**EXERCISE AIM**
Repeat the listing that follows exactly, please.
++++
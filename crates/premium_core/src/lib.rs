//! Preprocessing for insurance premium regression
//!
//! Turns raw policy applications into a numeric feature matrix:
//! missing-value imputation, tenure derivation from the policy start date and
//! categorical/numeric encoding. Every stage is fitted once on training data
//! and reapplied unchanged to new rows.
//!
//! Modules:
//! - `schema`: Fixed field list, CSV headers and column kinds
//! - `table`: Column-oriented table passed between stages
//! - `dataset`: CSV ingestion
//! - `imputation`: Rule-based and median imputation
//! - `tenure`: Customer tenure bucket derivation
//! - `encoding`: Ordinal, one-hot and standard scaling
//! - `matrix`: Dense feature matrix handed to the regressor
//! - `pipeline`: Fitted preprocessing chain
//! - `config`: TOML configuration with environment overrides

pub mod config;
pub mod dataset;
pub mod encoding;
pub mod errors;
pub mod imputation;
pub mod matrix;
pub mod pipeline;
pub mod schema;
pub mod table;
pub mod tenure;

pub use config::PipelineConfig;
pub use dataset::Dataset;
pub use encoding::{Encoder, FittedEncoder};
pub use errors::{PremiumError, Result};
pub use imputation::{AgeBand, FillStrategy, FillValue, FittedImputer, ImputationRule, Imputer};
pub use matrix::FeatureMatrix;
pub use pipeline::{FittedPreprocessor, Preprocessor};
pub use schema::{ColumnKind, Field};
pub use table::{Column, ColumnData, Table};
pub use tenure::{TenureBucket, TenureDeriver};

/// Crate version string for run reports
pub const VERSION: &str = env!("CARGO_PKG_VERSION");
++++
**SOLUTION TO THIS EXERCISE**
filename crates/premium_core/src/lib.rs
//! Preprocessing for insurance premium regression
//!
//! Turns raw policy applications into a numeric feature matrix:
//! missing-value imputation, tenure derivation from the policy start date and
//! categorical/numeric encoding. Every stage is fitted once on training data
//! and reapplied unchanged to new rows.
//!
//! Modules:
//! - `schema`: Fixed field list, CSV headers and column kinds
//! - `table`: Column-oriented table passed between stages
//! - `dataset`: CSV ingestion
//! - `imputation`: Rule-based and median imputation
//! - `tenure`: Customer tenure bucket derivation
//! - `encoding`: Ordinal, one-hot and standard scaling
//! - `matrix`: Dense feature matrix handed to the regressor
//! - `pipeline`: Fitted preprocessing chain
//! - `config`: TOML configuration with environment overrides

pub mod config;
pub mod dataset;
pub mod encoding;
pub mod errors;
pub mod imputation;
pub mod matrix;
pub mod pipeline;
pub mod schema;
pub mod table;
pub mod tenure;

pub use config::PipelineConfig;
pub use dataset::Dataset;
pub use encoding::{Encoder, FittedEncoder};
pub use errors::{PremiumError, Result};
pub use imputation::{AgeBand, FillStrategy, FillValue, FittedImputer, ImputationRule, Imputer};
pub use matrix::FeatureMatrix;
pub use pipeline::{FittedPreprocessor, Preprocessor};
pub use schema::{ColumnKind, Field};
pub use table::{Column, ColumnData, Table};
pub use tenure::{TenureBucket, TenureDeriver};

/// Crate version string for run reports
pub const VERSION: &str = env!("CARGO_PKG_VERSION");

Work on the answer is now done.